Currencies

When to buy index-linked bonds


  • Index-linked bonds have lower prices and higher yields than in past years
  • They can provide income, mitigate rising inflation and diversify equity portfolios
  • But they can volatile

Elevated levels of inflation have rarely been out of the headlines for the past two years, yet UK index-linked gilt (government) bonds have had a torrid time of it. The average fund in the Investment Association UK Index Linked Gilts sector, for example, fell 41.8 per cent over the two years to the end of October, according to Morningstar. This seemingly counterintuitive outcome is partly because inflation-linked bond prices depend on inflation expectations rather than actual inflation, and more significantly because linkers tend to be highly sensitive to interest rate increases due to their long maturities.

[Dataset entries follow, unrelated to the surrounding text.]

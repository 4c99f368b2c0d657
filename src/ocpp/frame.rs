//! OCPP-J message framing.
//!
//! Every OCPP 1.6-J message travels as a JSON array:
//!
//! - **Call**       `[2, "<uniqueId>", "<action>", {<payload>}]`
//! - **CallResult** `[3, "<uniqueId>", {<payload>}]`
//! - **CallError**  `[4, "<uniqueId>", "<errorCode>", "<errorDescription>", {<errorDetails>}]`

use serde_json::Value;
use thiserror::Error;

const MSG_TYPE_CALL: u64 = 2;
const MSG_TYPE_CALL_RESULT: u64 = 3;
const MSG_TYPE_CALL_ERROR: u64 = 4;

/// A parsed OCPP-J frame.
#[derive(Debug, Clone)]
pub enum OcppFrame {
    Call {
        unique_id: String,
        action: String,
        payload: Value,
    },
    CallResult {
        unique_id: String,
        payload: Value,
    },
    CallError {
        unique_id: String,
        error_code: String,
        error_description: String,
        error_details: Value,
    },
}

#[derive(Debug, Error)]
pub enum FrameError {
    #[error("invalid JSON: {0}")]
    InvalidJson(String),
    #[error("OCPP message is not a non-empty array")]
    NotAnArray,
    #[error("message type is not a number")]
    InvalidMessageType,
    #[error("unknown message type {0}")]
    UnknownMessageType(u64),
    #[error("expected at least {expected} fields, got {got}")]
    MissingFields { expected: usize, got: usize },
    #[error("{0} must be a string")]
    FieldTypeMismatch(&'static str),
}

impl OcppFrame {
    /// Build an outbound Call frame.
    pub fn call(unique_id: impl Into<String>, action: impl Into<String>, payload: Value) -> Self {
        Self::Call {
            unique_id: unique_id.into(),
            action: action.into(),
            payload,
        }
    }

    /// Build a CallResult reply for a received Call.
    pub fn call_result(unique_id: impl Into<String>, payload: Value) -> Self {
        Self::CallResult {
            unique_id: unique_id.into(),
            payload,
        }
    }

    /// Build a CallError reply with empty error details.
    pub fn call_error(
        unique_id: impl Into<String>,
        error_code: impl Into<String>,
        error_description: impl Into<String>,
    ) -> Self {
        Self::CallError {
            unique_id: unique_id.into(),
            error_code: error_code.into(),
            error_description: error_description.into(),
            error_details: Value::Object(Default::default()),
        }
    }

    /// Parse a raw JSON text into a frame.
    pub fn parse(text: &str) -> Result<Self, FrameError> {
        let arr: Vec<Value> =
            serde_json::from_str(text).map_err(|e| FrameError::InvalidJson(e.to_string()))?;

        let msg_type = match arr.first() {
            Some(v) => v.as_u64().ok_or(FrameError::InvalidMessageType)?,
            None => return Err(FrameError::NotAnArray),
        };

        match msg_type {
            MSG_TYPE_CALL => {
                require_len(&arr, 4)?;
                Ok(Self::Call {
                    unique_id: string_field(&arr[1], "uniqueId")?,
                    action: string_field(&arr[2], "action")?,
                    payload: arr[3].clone(),
                })
            }
            MSG_TYPE_CALL_RESULT => {
                require_len(&arr, 3)?;
                Ok(Self::CallResult {
                    unique_id: string_field(&arr[1], "uniqueId")?,
                    payload: arr[2].clone(),
                })
            }
            MSG_TYPE_CALL_ERROR => {
                require_len(&arr, 4)?;
                Ok(Self::CallError {
                    unique_id: string_field(&arr[1], "uniqueId")?,
                    error_code: arr[2].as_str().unwrap_or("InternalError").to_string(),
                    error_description: arr[3].as_str().unwrap_or("").to_string(),
                    error_details: arr
                        .get(4)
                        .cloned()
                        .unwrap_or(Value::Object(Default::default())),
                })
            }
            other => Err(FrameError::UnknownMessageType(other)),
        }
    }

    /// Serialize this frame to wire text.
    pub fn serialize(&self) -> String {
        let arr = match self {
            Self::Call {
                unique_id,
                action,
                payload,
            } => Value::Array(vec![
                MSG_TYPE_CALL.into(),
                unique_id.clone().into(),
                action.clone().into(),
                payload.clone(),
            ]),
            Self::CallResult { unique_id, payload } => Value::Array(vec![
                MSG_TYPE_CALL_RESULT.into(),
                unique_id.clone().into(),
                payload.clone(),
            ]),
            Self::CallError {
                unique_id,
                error_code,
                error_description,
                error_details,
            } => Value::Array(vec![
                MSG_TYPE_CALL_ERROR.into(),
                unique_id.clone().into(),
                error_code.clone().into(),
                error_description.clone().into(),
                error_details.clone(),
            ]),
        };

        // serializing a Value never fails
        serde_json::to_string(&arr).unwrap_or_default()
    }

    pub fn unique_id(&self) -> &str {
        match self {
            Self::Call { unique_id, .. }
            | Self::CallResult { unique_id, .. }
            | Self::CallError { unique_id, .. } => unique_id,
        }
    }
}

fn require_len(arr: &[Value], expected: usize) -> Result<(), FrameError> {
    if arr.len() < expected {
        return Err(FrameError::MissingFields {
            expected,
            got: arr.len(),
        });
    }
    Ok(())
}

fn string_field(value: &Value, name: &'static str) -> Result<String, FrameError> {
    value
        .as_str()
        .map(str::to_string)
        .ok_or(FrameError::FieldTypeMismatch(name))
}
//! # Fake Charging Station
//!
//! Simulator of an OCPP 1.6-J charging station. It connects to a CSMS over
//! WebSocket, speaks the OCPP-J dialect authentically (boot notification,
//! heartbeats, status notifications, metering, transactions), accepts remote
//! operator commands, and exposes an HTTP control surface for driving
//! charging sessions by hand or through scripted session plans.
//!
//! ## Layout
//!
//! - **ocpp**: wire framing and the typed OCPP 1.6 payload subset
//! - **station**: the simulation engine (connectors, RPC link, handlers,
//!   background loops, session plans, lifecycle supervision)
//! - **api**: axum control surface consumed by operators and test rigs
//! - **config**: environment-sourced settings
//! - **support**: errors and shutdown plumbing

pub mod api;
pub mod config;
pub mod ocpp;
pub mod station;
pub mod support;

pub use api::{create_router, AppState};
pub use config::Settings;
pub use station::{
    execute_session_plan, start_station, stop_station, ChargingStation, SessionPlanRequest,
    StationConfig,
};
pub use support::errors::{BootstrapError, ProtocolError, RejectedRequest, StationError};
//! Per-outlet connector state.
//!
//! A connector is pure state: the station core mutates it under its state
//! lock and decides which OCPP messages to emit based on the returned flags.

use serde::Serialize;
use tracing::info;

use crate::ocpp::types::{AvailabilityType, ChargePointErrorCode, ChargePointStatus};

/// Transaction snapshot kept when a connector is unplugged before its
/// StopTransaction has been sent.
#[derive(Debug, Clone, PartialEq, Serialize)]
pub struct PendingStopTx {
    pub id_tag: Option<String>,
    pub transaction_id: Option<i32>,
    pub energy_import_register: f64,
}

#[derive(Debug, Clone, Serialize)]
pub struct Connector {
    pub id: u32,
    pub status: ChargePointStatus,
    pub error_code: ChargePointErrorCode,
    pub plugged_in: bool,
    /// True when no StopTransaction is owed for this connector.
    pub already_stopped: bool,
    pub id_tag: Option<String>,
    pub transaction_id: Option<i32>,
    pub energy_import_register: f64,
    pub power_offered: f64,
    pub pending_stop_tx: Option<PendingStopTx>,
    pub change_to_unavailable: bool,
}

impl Connector {
    pub fn new(id: u32) -> Self {
        Self {
            id,
            status: ChargePointStatus::Available,
            error_code: ChargePointErrorCode::NoError,
            plugged_in: false,
            already_stopped: true,
            id_tag: None,
            transaction_id: None,
            energy_import_register: 0.0,
            power_offered: 0.0,
            pending_stop_tx: None,
            change_to_unavailable: false,
        }
    }

    /// Whether a transaction is live on this connector.
    pub fn live_transaction(&self) -> bool {
        self.transaction_id.is_some() && !self.already_stopped
    }

    /// Return the connector to its resting shape.
    ///
    /// With `postpone_stop_tx` the transaction triplet is captured into
    /// `pending_stop_tx` first, so a later StopTransaction can still report
    /// it. The deferred-unavailability latch decides the resting status.
    pub fn reset(&mut self, postpone_stop_tx: bool) {
        self.pending_stop_tx = if postpone_stop_tx && self.live_transaction() {
            Some(PendingStopTx {
                id_tag: self.id_tag.take(),
                transaction_id: self.transaction_id.take(),
                energy_import_register: self.energy_import_register,
            })
        } else {
            None
        };

        self.id_tag = None;
        self.transaction_id = None;
        self.energy_import_register = 0.0;
        self.power_offered = 0.0;
        self.error_code = ChargePointErrorCode::NoError;
        self.plugged_in = false;
        self.already_stopped = true;

        self.status = if self.change_to_unavailable {
            ChargePointStatus::Unavailable
        } else {
            ChargePointStatus::Available
        };
    }

    /// A connector accepts a charging profile only while an EV is plugged in
    /// and the session has not started charging yet.
    pub fn ready_to_charge(&self) -> bool {
        self.status == ChargePointStatus::Preparing && self.plugged_in
    }

    /// Accumulate one meter tick worth of energy. Only positive offered
    /// power contributes; the suspension sentinels leave the register alone.
    pub fn consume_energy(&mut self) {
        self.energy_import_register += self.power_offered.max(0.0);
    }

    /// Derive the status implied by the offered power and apply it.
    ///
    /// Returns whether the status actually changed, so the caller knows
    /// whether a StatusNotification is due.
    pub fn update_status(&mut self) -> bool {
        let target = match self.power_offered {
            p if p == 0.0 => ChargePointStatus::SuspendedEVSE,
            p if p == -1.0 => ChargePointStatus::SuspendedEV,
            p if p == -2.0 => ChargePointStatus::Finishing,
            _ => ChargePointStatus::Charging,
        };

        if self.status == target {
            return false;
        }

        info!(connector_id = self.id, status = %target, "Connector status change");
        self.status = target;
        true
    }

    /// Apply a ChangeAvailability request.
    ///
    /// Inoperative on a busy connector is latched and takes effect at the
    /// next `reset`. Returns whether the status changed now.
    pub fn change_availability(&mut self, availability: AvailabilityType) -> bool {
        match availability {
            AvailabilityType::Inoperative => {
                if self.status == ChargePointStatus::Available {
                    self.status = ChargePointStatus::Unavailable;
                    return true;
                }
                self.change_to_unavailable = true;
                false
            }
            AvailabilityType::Operative => {
                if self.status == ChargePointStatus::Unavailable {
                    self.status = ChargePointStatus::Available;
                    self.change_to_unavailable = false;
                    return true;
                }
                false
            }
        }
    }
}
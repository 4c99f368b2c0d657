//! Shared OCPP 1.6 enumerations and compound types.
//!
//! Wire names follow the OCPP 1.6 specification; fields are camelCase on the
//! wire and optional fields are omitted entirely when unset.

use chrono::{DateTime, Utc};
use serde::{Deserialize, Serialize};
use serde_with::skip_serializing_none;
use strum::Display;

/// Connector status as reported in StatusNotification.req.
#[derive(Serialize, Deserialize, Debug, Display, Clone, Copy, PartialEq, Eq)]
pub enum ChargePointStatus {
    Available,
    Preparing,
    Charging,
    SuspendedEVSE,
    SuspendedEV,
    Finishing,
    Reserved,
    Unavailable,
    Faulted,
}

/// Charge point error code as reported in StatusNotification.req.
#[derive(Serialize, Deserialize, Debug, Display, Clone, Copy, PartialEq, Eq)]
pub enum ChargePointErrorCode {
    ConnectorLockFailure,
    EVCommunicationError,
    GroundFailure,
    HighTemperature,
    InternalError,
    LocalListConflict,
    NoError,
    OtherError,
    OverCurrentFailure,
    PowerMeterFailure,
    PowerSwitchFailure,
    ReaderFailure,
    ResetFailure,
    UnderVoltage,
    OverVoltage,
    WeakSignal,
}

/// Registration outcome of a BootNotification.
#[derive(Serialize, Deserialize, Debug, Display, Clone, Copy, PartialEq, Eq)]
pub enum RegistrationStatus {
    Accepted,
    Pending,
    Rejected,
}

/// Authorization outcome carried inside [`IdTagInfo`].
#[derive(Serialize, Deserialize, Debug, Display, Clone, Copy, PartialEq, Eq)]
pub enum AuthorizationStatus {
    Accepted,
    Blocked,
    Expired,
    Invalid,
    ConcurrentTx,
}

/// Reason a transaction was stopped.
#[derive(Serialize, Deserialize, Debug, Display, Clone, Copy, PartialEq, Eq)]
pub enum Reason {
    EmergencyStop,
    EVDisconnected,
    HardReset,
    Local,
    Other,
    PowerLoss,
    Reboot,
    Remote,
    SoftReset,
    UnlockCommand,
    DeAuthorized,
}

/// Requested availability in ChangeAvailability.req.
#[derive(Serialize, Deserialize, Debug, Display, Clone, Copy, PartialEq, Eq)]
pub enum AvailabilityType {
    Inoperative,
    Operative,
}

/// Reply status for ChangeAvailability.conf.
#[derive(Serialize, Deserialize, Debug, Display, Clone, Copy, PartialEq, Eq)]
pub enum AvailabilityStatus {
    Accepted,
    Rejected,
    Scheduled,
}

/// Reply status for ChangeConfiguration.conf.
#[derive(Serialize, Deserialize, Debug, Display, Clone, Copy, PartialEq, Eq)]
pub enum ConfigurationStatus {
    Accepted,
    Rejected,
    RebootRequired,
    NotSupported,
}

/// Reply status for RemoteStart/RemoteStopTransaction.conf.
#[derive(Serialize, Deserialize, Debug, Display, Clone, Copy, PartialEq, Eq)]
pub enum RemoteStartStopStatus {
    Accepted,
    Rejected,
}

/// Reply status for SetChargingProfile.conf.
#[derive(Serialize, Deserialize, Debug, Display, Clone, Copy, PartialEq, Eq)]
pub enum ChargingProfileStatus {
    Accepted,
    Rejected,
    NotSupported,
}

/// Reply status for DataTransfer.conf.
#[derive(Serialize, Deserialize, Debug, Display, Clone, Copy, PartialEq, Eq)]
pub enum DataTransferStatus {
    Accepted,
    Rejected,
    UnknownMessageId,
    UnknownVendorId,
}

/// Authorization details attached to Authorize/StartTransaction replies.
#[skip_serializing_none]
#[derive(Serialize, Deserialize, Debug, Clone, PartialEq)]
#[serde(rename_all = "camelCase")]
pub struct IdTagInfo {
    pub status: AuthorizationStatus,
    pub expiry_date: Option<DateTime<Utc>>,
    pub parent_id_tag: Option<String>,
}

/// One configuration entry in GetConfiguration.conf.
#[skip_serializing_none]
#[derive(Serialize, Deserialize, Debug, Clone, PartialEq)]
#[serde(rename_all = "camelCase")]
pub struct KeyValue {
    pub key: String,
    pub readonly: bool,
    pub value: Option<String>,
}

// ── Meter values ───────────────────────────────────────────────

/// A bundle of sampled values taken at one instant.
#[skip_serializing_none]
#[derive(Serialize, Deserialize, Debug, Clone)]
#[serde(rename_all = "camelCase")]
pub struct MeterValue {
    pub timestamp: DateTime<Utc>,
    pub sampled_value: Vec<SampledValue>,
}

/// A single sampled reading.
#[skip_serializing_none]
#[derive(Serialize, Deserialize, Debug, Clone)]
#[serde(rename_all = "camelCase")]
pub struct SampledValue {
    pub value: String,
    pub context: Option<ReadingContext>,
    pub measurand: Option<Measurand>,
    pub location: Option<Location>,
    pub unit: Option<UnitOfMeasure>,
}

#[derive(Serialize, Deserialize, Debug, Display, Clone, Copy, PartialEq, Eq)]
pub enum ReadingContext {
    #[serde(rename = "Interruption.Begin")]
    InterruptionBegin,
    #[serde(rename = "Interruption.End")]
    InterruptionEnd,
    #[serde(rename = "Sample.Clock")]
    SampleClock,
    #[serde(rename = "Sample.Periodic")]
    SamplePeriodic,
    #[serde(rename = "Transaction.Begin")]
    TransactionBegin,
    #[serde(rename = "Transaction.End")]
    TransactionEnd,
    Trigger,
    Other,
}

#[derive(Serialize, Deserialize, Debug, Display, Clone, Copy, PartialEq, Eq)]
pub enum Measurand {
    #[serde(rename = "Energy.Active.Import.Register")]
    EnergyActiveImportRegister,
    #[serde(rename = "Power.Active.Import")]
    PowerActiveImport,
    #[serde(rename = "Power.Offered")]
    PowerOffered,
    Voltage,
    SoC,
}

#[derive(Serialize, Deserialize, Debug, Display, Clone, Copy, PartialEq, Eq)]
pub enum Location {
    Body,
    Cable,
    EV,
    Inlet,
    Outlet,
}

#[derive(Serialize, Deserialize, Debug, Display, Clone, Copy, PartialEq, Eq)]
pub enum UnitOfMeasure {
    Wh,
    W,
    V,
    Percent,
}

// ── Charging profiles ──────────────────────────────────────────

#[skip_serializing_none]
#[derive(Serialize, Deserialize, Debug, Clone, PartialEq)]
#[serde(rename_all = "camelCase")]
pub struct ChargingProfile {
    pub charging_profile_id: i32,
    pub transaction_id: Option<i32>,
    pub stack_level: u32,
    pub charging_profile_purpose: ChargingProfilePurpose,
    pub charging_profile_kind: ChargingProfileKind,
    pub recurrency_kind: Option<RecurrencyKind>,
    pub valid_from: Option<DateTime<Utc>>,
    pub valid_to: Option<DateTime<Utc>>,
    pub charging_schedule: ChargingSchedule,
}

#[skip_serializing_none]
#[derive(Serialize, Deserialize, Debug, Clone, PartialEq)]
#[serde(rename_all = "camelCase")]
pub struct ChargingSchedule {
    pub duration: Option<u32>,
    pub start_schedule: Option<DateTime<Utc>>,
    pub charging_rate_unit: ChargingRateUnit,
    pub charging_schedule_period: Vec<ChargingSchedulePeriod>,
    pub min_charging_rate: Option<f64>,
}

#[skip_serializing_none]
#[derive(Serialize, Deserialize, Debug, Clone, PartialEq)]
#[serde(rename_all = "camelCase")]
pub struct ChargingSchedulePeriod {
    pub start_period: u32,
    pub limit: f64,
    pub number_phases: Option<u32>,
}

#[derive(Serialize, Deserialize, Debug, Display, Clone, Copy, PartialEq, Eq)]
pub enum ChargingProfilePurpose {
    ChargePointMaxProfile,
    TxDefaultProfile,
    TxProfile,
}

#[derive(Serialize, Deserialize, Debug, Display, Clone, Copy, PartialEq, Eq)]
pub enum ChargingProfileKind {
    Absolute,
    Recurring,
    Relative,
}

#[derive(Serialize, Deserialize, Debug, Display, Clone, Copy, PartialEq, Eq)]
pub enum RecurrencyKind {
    Daily,
    Weekly,
}

#[derive(Serialize, Deserialize, Debug, Display, Clone, Copy, PartialEq, Eq)]
pub enum ChargingRateUnit {
    A,
    W,
}

#[cfg(test)]
mod tests {
    use super::*;
    use serde_json::json;

    #[test]
    fn dotted_wire_names_survive_the_round_trip() {
        let value = serde_json::to_value(ReadingContext::SamplePeriodic).unwrap();
        assert_eq!(value, json!("Sample.Periodic"));

        let measurand: Measurand = serde_json::from_value(json!("Power.Offered")).unwrap();
        assert_eq!(measurand, Measurand::PowerOffered);
    }

    #[test]
    fn optional_fields_are_omitted_when_unset() {
        let info = IdTagInfo {
            status: AuthorizationStatus::Accepted,
            expiry_date: None,
            parent_id_tag: None,
        };
        assert_eq!(
            serde_json::to_value(&info).unwrap(),
            json!({"status": "Accepted"})
        );
    }

    #[test]
    fn charging_profile_deserializes_from_csms_shape() {
        let profile: ChargingProfile = serde_json::from_value(json!({
            "chargingProfileId": 1,
            "stackLevel": 0,
            "chargingProfilePurpose": "TxProfile",
            "chargingProfileKind": "Relative",
            "chargingSchedule": {
                "chargingRateUnit": "W",
                "chargingSchedulePeriod": [{"startPeriod": 0, "limit": 500.0}]
            }
        }))
        .unwrap();
        assert_eq!(profile.charging_schedule.charging_schedule_period[0].limit, 500.0);
    }
}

So while a disinflationary period may not sound like the most sensible time to buy inflation-linked debt, the prospect of peak interest rates, among other factors, means some professional investors argue that there is now a good case for this asset.

For one thing, real yields on 10-year index-linked gilts have risen from -3 per cent to 0.6 per cent over the past two years. “That is a huge move – they have gone from being essentially uninvestable a few years ago to being fundamentally attractive,” argues Chris Clothier of CG Asset Management, which will launch an inflation-linked bond fund on 15 November.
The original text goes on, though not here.